Go through the data below and retype all of it exactly.

Segment Open

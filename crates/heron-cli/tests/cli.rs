//! Process-level tests for the heron binary.

use std::io::Write;

use assert_cmd::Command;
use predicates::prelude::*;

fn heron() -> Command {
    Command::cargo_bin("heron").expect("heron binary builds")
}

fn base_args(cmd: &mut Command) -> &mut Command {
    cmd.args([
        "--mode",
        "trial",
        "--business",
        "acme",
        "--artifact-id",
        "ACME-MARKET",
        "--before-sha",
        "aaa1111",
        "--after-sha",
        "bbb2222",
        "--path",
        "market.md",
    ])
}

#[test]
fn t1_section_dispatches_fact_find_packet() {
    let mut cmd = heron();
    base_args(&mut cmd)
        .args(["--section", "Target Customer"])
        .assert()
        .success()
        .stdout(predicate::str::contains("\"ok\": true"))
        .stdout(predicate::str::contains("fact_find_ready"))
        .stdout(predicate::str::contains("lp-do-fact-find"));
}

#[test]
fn non_t1_section_dispatches_briefing_packet() {
    let mut cmd = heron();
    base_args(&mut cmd)
        .args(["--section", "Competitor Table"])
        .assert()
        .success()
        .stdout(predicate::str::contains("briefing_ready"))
        .stdout(predicate::str::contains("lp-do-briefing"));
}

#[test]
fn metadata_only_section_is_a_noop() {
    let mut cmd = heron();
    base_args(&mut cmd)
        .args(["--section", "Last Updated"])
        .assert()
        .success()
        .stdout(predicate::str::contains("\"dispatched\": []"))
        .stdout(predicate::str::contains("\"noop\": 1"))
        .stdout(predicate::str::contains("\"non_material_delta\": 1"));
}

#[test]
fn live_mode_fails_with_json_error() {
    let mut cmd = heron();
    cmd.args([
        "--mode",
        "live",
        "--business",
        "acme",
        "--artifact-id",
        "ACME-MARKET",
        "--after-sha",
        "bbb2222",
        "--path",
        "market.md",
    ])
    .assert()
    .failure()
    .code(1)
    .stdout(predicate::str::contains("\"ok\": false"))
    .stdout(predicate::str::contains("live"));
}

#[test]
fn missing_required_flags_exit_with_usage_error() {
    heron()
        .args(["--mode", "trial"])
        .assert()
        .failure()
        .code(2);
}

#[test]
fn unknown_phase_is_an_invocation_error() {
    let mut cmd = heron();
    base_args(&mut cmd)
        .args(["--section", "Pricing", "--phase", "P9"])
        .assert()
        .failure()
        .code(1)
        .stdout(predicate::str::contains("unknown cutover phase"));
}

#[test]
fn registry_file_gates_unknown_artifacts() {
    let mut registry = tempfile::NamedTempFile::new().expect("temp registry");
    write!(
        registry,
        r#"{{"artifacts": [{{
            "artifact_id": "OTHER-DOC",
            "path": null,
            "active": true,
            "artifact_class": "source_process",
            "trigger_policy": "eligible"
        }}]}}"#
    )
    .expect("write registry");

    let mut cmd = heron();
    base_args(&mut cmd)
        .args(["--section", "Pricing"])
        .arg("--registry")
        .arg(registry.path())
        .assert()
        .success()
        .stdout(predicate::str::contains("\"dispatched\": []"))
        .stdout(predicate::str::contains("\"unknown_artifact\": 1"));
}

#[test]
fn malformed_registry_file_fails_closed() {
    let mut registry = tempfile::NamedTempFile::new().expect("temp registry");
    write!(registry, "{{ not json }}").expect("write registry");

    let mut cmd = heron();
    base_args(&mut cmd)
        .args(["--section", "Pricing"])
        .arg("--registry")
        .arg(registry.path())
        .assert()
        .failure()
        .code(1)
        .stdout(predicate::str::contains("\"ok\": false"));
}

#[test]
fn first_registration_is_a_noop() {
    heron()
        .args([
            "--mode",
            "trial",
            "--business",
            "acme",
            "--artifact-id",
            "ACME-MARKET",
            "--after-sha",
            "bbb2222",
            "--path",
            "market.md",
            "--section",
            "Pricing",
        ])
        .assert()
        .success()
        .stdout(predicate::str::contains("\"noop\": 1"))
        .stdout(predicate::str::contains("\"first_registration\": 1"));
}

Segment Closed

> _SOLUTION BELOW_
filename crates/heron-cli/tests/cli.rs
//! Process-level tests for the heron binary.

use std::io::Write;

use assert_cmd::Command;
use predicates::prelude::*;

fn heron() -> Command {
    Command::cargo_bin("heron").expect("heron binary builds")
}

fn base_args(cmd: &mut Command) -> &mut Command {
    cmd.args([
        "--mode",
        "trial",
        "--business",
        "acme",
        "--artifact-id",
        "ACME-MARKET",
        "--before-sha",
        "aaa1111",
        "--after-sha",
        "bbb2222",
        "--path",
        "market.md",
    ])
}

#[test]
fn t1_section_dispatches_fact_find_packet() {
    let mut cmd = heron();
    base_args(&mut cmd)
        .args(["--section", "Target Customer"])
        .assert()
        .success()
        .stdout(predicate::str::contains("\"ok\": true"))
        .stdout(predicate::str::contains("fact_find_ready"))
        .stdout(predicate::str::contains("lp-do-fact-find"));
}

#[test]
fn non_t1_section_dispatches_briefing_packet() {
    let mut cmd = heron();
    base_args(&mut cmd)
        .args(["--section", "Competitor Table"])
        .assert()
        .success()
        .stdout(predicate::str::contains("briefing_ready"))
        .stdout(predicate::str::contains("lp-do-briefing"));
}

#[test]
fn metadata_only_section_is_a_noop() {
    let mut cmd = heron();
    base_args(&mut cmd)
        .args(["--section", "Last Updated"])
        .assert()
        .success()
        .stdout(predicate::str::contains("\"dispatched\": []"))
        .stdout(predicate::str::contains("\"noop\": 1"))
        .stdout(predicate::str::contains("\"non_material_delta\": 1"));
}

#[test]
fn live_mode_fails_with_json_error() {
    let mut cmd = heron();
    cmd.args([
        "--mode",
        "live",
        "--business",
        "acme",
        "--artifact-id",
        "ACME-MARKET",
        "--after-sha",
        "bbb2222",
        "--path",
        "market.md",
    ])
    .assert()
    .failure()
    .code(1)
    .stdout(predicate::str::contains("\"ok\": false"))
    .stdout(predicate::str::contains("live"));
}

#[test]
fn missing_required_flags_exit_with_usage_error() {
    heron()
        .args(["--mode", "trial"])
        .assert()
        .failure()
        .code(2);
}

#[test]
fn unknown_phase_is_an_invocation_error() {
    let mut cmd = heron();
    base_args(&mut cmd)
        .args(["--section", "Pricing", "--phase", "P9"])
        .assert()
        .failure()
        .code(1)
        .stdout(predicate::str::contains("unknown cutover phase"));
}

#[test]
fn registry_file_gates_unknown_artifacts() {
    let mut registry = tempfile::NamedTempFile::new().expect("temp registry");
    write!(
        registry,
        r#"{{"artifacts": [{{
            "artifact_id": "OTHER-DOC",
            "path": null,
            "active": true,
            "artifact_class": "source_process",
            "trigger_policy": "eligible"
        }}]}}"#
    )
    .expect("write registry");

    let mut cmd = heron();
    base_args(&mut cmd)
        .args(["--section", "Pricing"])
        .arg("--registry")
        .arg(registry.path())
        .assert()
        .success()
        .stdout(predicate::str::contains("\"dispatched\": []"))
        .stdout(predicate::str::contains("\"unknown_artifact\": 1"));
}

#[test]
fn malformed_registry_file_fails_closed() {
    let mut registry = tempfile::NamedTempFile::new().expect("temp registry");
    write!(registry, "{{ not json }}").expect("write registry");

    let mut cmd = heron();
    base_args(&mut cmd)
        .args(["--section", "Pricing"])
        .arg("--registry")
        .arg(registry.path())
        .assert()
        .failure()
        .code(1)
        .stdout(predicate::str::contains("\"ok\": false"));
}

#[test]
fn first_registration_is_a_noop() {
    heron()
        .args([
            "--mode",
            "trial",
            "--business",
            "acme",
            "--artifact-id",
            "ACME-MARKET",
            "--after-sha",
            "bbb2222",
            "--path",
            "market.md",
            "--section",
            "Pricing",
        ])
        .assert()
        .success()
        .stdout(predicate::str::contains("\"noop\": 1"))
        .stdout(predicate::str::contains("\"first_registration\": 1"));
}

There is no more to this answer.